Description of the task:
Report the number of lines in the records below that hold "back", and leave out everything else.

- Opening Delimiter -

// ════════════════════════════════════════════════════════════════════════════
// Tests
// ════════════════════════════════════════════════════════════════════════════

#[cfg(test)]
mod tests {
    use super::*;
    use grid_snake::{Boundary, Direction};
    use std::collections::VecDeque;
    use std::sync::mpsc::{self, Receiver, Sender};
    use std::sync::Mutex;
    use std::thread;
    use swipe_gesture::{CameraDevice, CaptureRequest, DeviceError, Frame, SwipeConfig};

    fn ms(n: u64) -> Duration {
        Duration::from_millis(n)
    }

    fn bright_spot() -> Box<dyn LandmarkDetector> {
        Box::new(BrightSpotDetector::default())
    }

    fn test_config(fps: u32) -> PipelineConfig {
        PipelineConfig {
            request: CaptureRequest { width: 64, height: 48, fps },
            swipe:   SwipeConfig { threshold_px: 10.0, cooldown: Duration::ZERO },
            ..PipelineConfig::default()
        }
    }

    fn pipeline(camera: &Arc<PointerCamera>) -> GesturePipeline {
        GesturePipeline::new(Arc::clone(camera) as Arc<dyn Camera>, bright_spot, test_config(200))
    }

    fn wait_until(cond: impl Fn() -> bool) -> bool {
        let deadline = Instant::now() + Duration::from_secs(3);
        while Instant::now() < deadline {
            if cond() {
                return true;
            }
            thread::sleep(ms(5));
        }
        false
    }

    // ── Camera that holds its last frame back ────────────────────────────

    /// Serves `spots` in order.  The last frame is timestamped, announced on
    /// `captured`, and only handed over once `gate` fires.
    struct GatedDevice {
        spots:    VecDeque<(u32, u32)>,
        captured: Sender<Instant>,
        gate:     Receiver<()>,
    }

    impl CameraDevice for GatedDevice {
        fn read_frame(&mut self) -> Result<Frame, DeviceError> {
            let Some((x, y)) = self.spots.pop_front() else {
                thread::sleep(ms(2));
                return Err(DeviceError::ReadFailed("no more frames".into()));
            };
            let captured_at = Instant::now();
            if self.spots.is_empty() {
                let _ = self.captured.send(captured_at);
                let _ = self.gate.recv();
            }
            let mut frame = Frame::blank(64, 48, captured_at);
            frame.luma[(y * 64 + x) as usize] = 255;
            Ok(frame)
        }

        fn release(&mut self) {}
    }

    struct GatedCamera(Mutex<Option<GatedDevice>>);

    impl Camera for GatedCamera {
        fn open(&self, _req: &CaptureRequest) -> Result<Box<dyn CameraDevice>, DeviceError> {
            match self.0.lock().unwrap().take() {
                Some(device) => Ok(Box::new(device)),
                None => Err(DeviceError::Busy),
            }
        }
    }

    fn game_with(grid: GridConfig) -> (Game, Arc<PointerCamera>, PointerFeed) {
        let feed = PointerFeed::default();
        let camera = Arc::new(PointerCamera::new(feed.clone()));
        let game = Game::new(grid, FoodSpawner::seeded(7), pipeline(&camera), Instant::now());
        (game, camera, feed)
    }

    fn small_walled() -> GridConfig {
        GridConfig { width: 4, height: 4, boundary: Boundary::Wall, ..GridConfig::default() }
    }

    /// Start on a 4×4 walled grid and run into the right-hand wall, eating
    /// one food on the way.  Returns the instant of the crash.
    fn crash_after_one_food(game: &mut Game, t0: Instant) -> Instant {
        game.handle(Control::Confirm, t0);
        game.sim.place_food(Cell::new(3, 2));
        game.update(t0 + ms(100));
        assert_eq!(game.score(), SCORE_PER_FOOD);
        game.update(t0 + ms(300));
        assert_eq!(game.phase(), GamePhase::GameOver);
        t0 + ms(300)
    }

    /// Wiggle the pointer from bottom to top of the source and give the
    /// capture thread time to see it.
    fn swipe_up(feed: &PointerFeed) {
        feed.set(Some((0.5, 0.9)));
        thread::sleep(ms(80));
        feed.set(Some((0.5, 0.1)));
        thread::sleep(ms(80));
    }

    #[test]
    fn opens_on_title_screen_ignoring_steering() {
        let (mut game, _, _) = game_with(GridConfig::default());
        assert_eq!(game.phase(), GamePhase::Start);
        assert!(game.handle(Control::Direction(Direction::Up), Instant::now()));
        assert_eq!(game.arbiter().peek(), None);
        assert!(!game.gestures_enabled());
    }

    #[test]
    fn confirm_starts_a_fresh_centered_run() {
        let (mut game, _, _) = game_with(GridConfig::default());
        let t0 = Instant::now();
        game.handle(Control::Confirm, t0);
        assert_eq!(game.phase(), GamePhase::Playing);
        assert_eq!(game.score(), 0);

        let snake = game.simulation().snake();
        assert_eq!(snake.len(), 1);
        assert_eq!(snake.head(), GridConfig::default().center());

        game.update(t0);
        let food = game.simulation().food().expect("food spawned on first frame");
        assert!(!game.simulation().snake().contains(food));
    }

    #[test]
    fn keyboard_request_waits_for_the_due_tick() {
        let (mut game, _, _) = game_with(GridConfig::default());
        let t0 = Instant::now();
        game.handle(Control::Confirm, t0);
        let start = game.simulation().snake().head();

        game.handle(Control::Direction(Direction::Down), t0);
        game.update(t0 + ms(50));
        assert_eq!(game.simulation().snake().head(), start);
        assert_eq!(game.arbiter().peek(), Some(Direction::Down));

        game.update(t0 + ms(100));
        assert_eq!(game.simulation().snake().head(), start.step(Direction::Down));
        assert_eq!(game.arbiter().peek(), None);
    }

    #[test]
    fn last_request_before_a_tick_wins() {
        let (mut game, _, _) = game_with(GridConfig::default());
        let t0 = Instant::now();
        game.handle(Control::Confirm, t0);
        let start = game.simulation().snake().head();

        game.handle(Control::Direction(Direction::Down), t0);
        game.handle(Control::Direction(Direction::Up), t0);
        game.update(t0 + ms(100));
        assert_eq!(game.simulation().snake().head(), start.step(Direction::Up));
    }

    #[test]
    fn eating_scores_grows_and_speeds_up() {
        let (mut game, _, _) = game_with(GridConfig::default());
        let t0 = Instant::now();
        game.handle(Control::Confirm, t0);
        let ahead = game.simulation().snake().head().step(Direction::Right);
        game.sim.place_food(ahead);

        game.update(t0 + ms(100));
        assert_eq!(game.score(), SCORE_PER_FOOD);
        assert_eq!(game.simulation().snake().len(), 1, "growth shows on the next move");
        assert_eq!(game.simulation().move_delay(), ms(95));

        game.update(t0 + ms(195));
        assert_eq!(game.simulation().snake().len(), 2);
    }

    #[test]
    fn high_score_survives_restart() {
        let (mut game, _, _) = game_with(small_walled());
        let t0 = Instant::now();
        let crashed = crash_after_one_food(&mut game, t0);
        assert_eq!(game.high_score(), SCORE_PER_FOOD);

        game.handle(Control::Confirm, crashed);
        assert_eq!(game.phase(), GamePhase::Playing);
        assert_eq!(game.score(), 0);
        assert_eq!(game.high_score(), SCORE_PER_FOOD);

        // A worse run leaves the best alone.
        game.sim.place_food(Cell::new(0, 0));
        game.update(crashed + ms(100));
        game.update(crashed + ms(200));
        assert_eq!(game.phase(), GamePhase::GameOver);
        assert_eq!(game.high_score(), SCORE_PER_FOOD);
    }

    #[test]
    fn restart_gives_a_clean_run() {
        let (mut game, _, _) = game_with(small_walled());
        let t0 = Instant::now();
        let crashed = crash_after_one_food(&mut game, t0);

        game.handle(Control::Confirm, crashed);
        let sim = game.simulation();
        assert_eq!(sim.snake().len(), 1);
        assert_eq!(sim.snake().head(), small_walled().center());
        assert_eq!(sim.snake().direction(), Direction::Right);
        assert_eq!(sim.move_delay(), small_walled().base_delay);
        assert!(!sim.is_over());
    }

    #[test]
    fn cancel_returns_to_title() {
        let (mut game, _, _) = game_with(small_walled());
        let t0 = Instant::now();

        game.handle(Control::Confirm, t0);
        game.handle(Control::Direction(Direction::Up), t0);
        game.handle(Control::Cancel, t0);
        assert_eq!(game.phase(), GamePhase::Start);
        assert_eq!(game.arbiter().peek(), None);

        let crashed = crash_after_one_food(&mut game, t0 + ms(1000));
        game.handle(Control::Cancel, crashed);
        assert_eq!(game.phase(), GamePhase::Start);
    }

    #[test]
    fn confirm_while_playing_is_ignored() {
        let (mut game, _, _) = game_with(GridConfig::default());
        let t0 = Instant::now();
        game.handle(Control::Confirm, t0);
        game.update(t0 + ms(100));
        let head = game.simulation().snake().head();
        game.handle(Control::Confirm, t0 + ms(150));
        assert_eq!(game.simulation().snake().head(), head);
    }

    #[test]
    fn quit_ends_the_loop() {
        let (mut game, _, _) = game_with(GridConfig::default());
        assert!(!game.handle(Control::Quit, Instant::now()));
    }

    #[test]
    fn swipe_steers_the_snake() {
        let (mut game, _, feed) = game_with(GridConfig::default());
        let t0 = Instant::now();
        game.handle(Control::Confirm, t0);
        game.handle(Control::ToggleGestures, t0);
        assert!(game.gestures_enabled());

        swipe_up(&feed);
        game.update(t0);
        assert_eq!(game.arbiter().peek(), Some(Direction::Up));
        assert_eq!(game.arbiter().last_source(), Some(InputSource::Gesture));

        let start = game.simulation().snake().head();
        game.update(t0 + ms(100));
        assert_eq!(game.simulation().snake().head(), start.step(Direction::Up));

        game.handle(Control::ToggleGestures, t0 + ms(100));
        assert!(!game.gestures_enabled());
    }

    #[test]
    fn restart_drops_swipes_queued_during_game_over() {
        let (mut game, camera, feed) = game_with(small_walled());
        let t0 = Instant::now();
        let crashed = crash_after_one_food(&mut game, t0);

        game.handle(Control::ToggleGestures, crashed);
        swipe_up(&feed);
        // Tracking off again; whatever it produced is still queued.
        game.handle(Control::ToggleGestures, crashed);
        assert!(!camera.in_use());

        game.handle(Control::Confirm, crashed);
        let start = game.simulation().snake().head();
        game.update(crashed + ms(100));
        assert_eq!(game.simulation().snake().head(), start.step(Direction::Right));
    }

    #[test]
    fn swipe_in_flight_across_restart_is_not_applied() {
        let (captured_tx, captured_rx) = mpsc::channel();
        let (gate_tx, gate_rx) = mpsc::channel();
        let device = GatedDevice {
            spots:    VecDeque::from([(32, 40), (32, 5)]),
            captured: captured_tx,
            gate:     gate_rx,
        };
        let camera: Arc<dyn Camera> = Arc::new(GatedCamera(Mutex::new(Some(device))));
        let pipeline = GesturePipeline::new(camera, bright_spot, test_config(200));
        let mut game = Game::new(GridConfig::default(), FoodSpawner::seeded(7), pipeline, Instant::now());

        game.handle(Control::ToggleGestures, Instant::now());
        assert!(game.gestures_enabled());

        // The upward swipe's frame is captured, then the run starts, then
        // the frame reaches the classifier.
        let swiped_at = captured_rx.recv_timeout(Duration::from_secs(2)).unwrap();
        thread::sleep(ms(5));
        let t0 = Instant::now();
        assert!(t0 > swiped_at);
        game.handle(Control::Confirm, t0);
        gate_tx.send(()).unwrap();
        thread::sleep(ms(100));

        game.update(t0);
        assert_eq!(game.arbiter().peek(), None);

        let start = game.simulation().snake().head();
        game.update(t0 + ms(100));
        assert_eq!(game.simulation().snake().head(), start.step(Direction::Right));
    }

    #[test]
    fn switching_gestures_off_mid_run_does_not_stall_the_frame() {
        let camera = Arc::new(PointerCamera::new(PointerFeed::default()));
        // One frame per second: the second read paces for most of a second
        // while holding the device.
        let pipeline = GesturePipeline::new(Arc::clone(&camera) as Arc<dyn Camera>, bright_spot, test_config(1));
        let mut game = Game::new(GridConfig::default(), FoodSpawner::seeded(7), pipeline, Instant::now());
        let t0 = Instant::now();
        game.handle(Control::Confirm, t0);
        game.handle(Control::ToggleGestures, t0);
        assert!(game.gestures_enabled());
        thread::sleep(ms(30));

        let t = Instant::now();
        game.handle(Control::ToggleGestures, t0);
        assert!(t.elapsed() < ms(300), "toggle blocked for {:?}", t.elapsed());
        assert!(!game.gestures_enabled());

        // The capture loop hands the camera back once its read returns.
        assert!(wait_until(|| !camera.in_use()));
    }

    #[test]
    fn camera_failure_keeps_keyboard_play() {
        let (mut game, camera, _) = game_with(GridConfig::default());
        camera.set_connected(false);
        let t0 = Instant::now();
        game.handle(Control::Confirm, t0);

        game.handle(Control::ToggleGestures, t0);
        assert!(!game.gestures_enabled());
        assert!(game.status().contains("unavailable"));
        assert_eq!(game.phase(), GamePhase::Playing);
        assert_eq!(game.simulation().move_delay(), GridConfig::default().base_delay);

        let start = game.simulation().snake().head();
        game.handle(Control::Direction(Direction::Up), t0);
        game.update(t0 + ms(100));
        assert_eq!(game.simulation().snake().head(), start.step(Direction::Up));
    }

    #[test]
    fn toggling_gestures_leaves_the_move_timer_alone() {
        let (mut game, _, _) = game_with(GridConfig::default());
        let t0 = Instant::now();
        game.handle(Control::Confirm, t0);
        let start = game.simulation().snake().head();

        game.handle(Control::ToggleGestures, t0 + ms(10));
        game.handle(Control::ToggleGestures, t0 + ms(20));
        game.update(t0 + ms(50));
        assert_eq!(game.simulation().snake().head(), start);
        game.update(t0 + ms(100));
        assert_eq!(game.simulation().snake().head(), start.step(Direction::Right));
    }

    #[test]
    fn snapshot_reflects_state() {
        let (mut game, _, _) = game_with(GridConfig::default());
        let t0 = Instant::now();
        game.handle(Control::Confirm, t0);
        game.handle(Control::Direction(Direction::Down), t0);
        game.update(t0);

        let snap = game.snapshot();
        assert_eq!(snap.phase, GamePhase::Playing);
        assert_eq!(snap.score, 0);
        assert!(snap.food.is_some());
        assert!(!snap.gestures);
        assert_eq!(snap.last_input, Some(InputSource::Keyboard));
        assert_eq!(snap.snake.len(), 1);
    }
}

- Closing Delimiter -

Solution to the problem:
2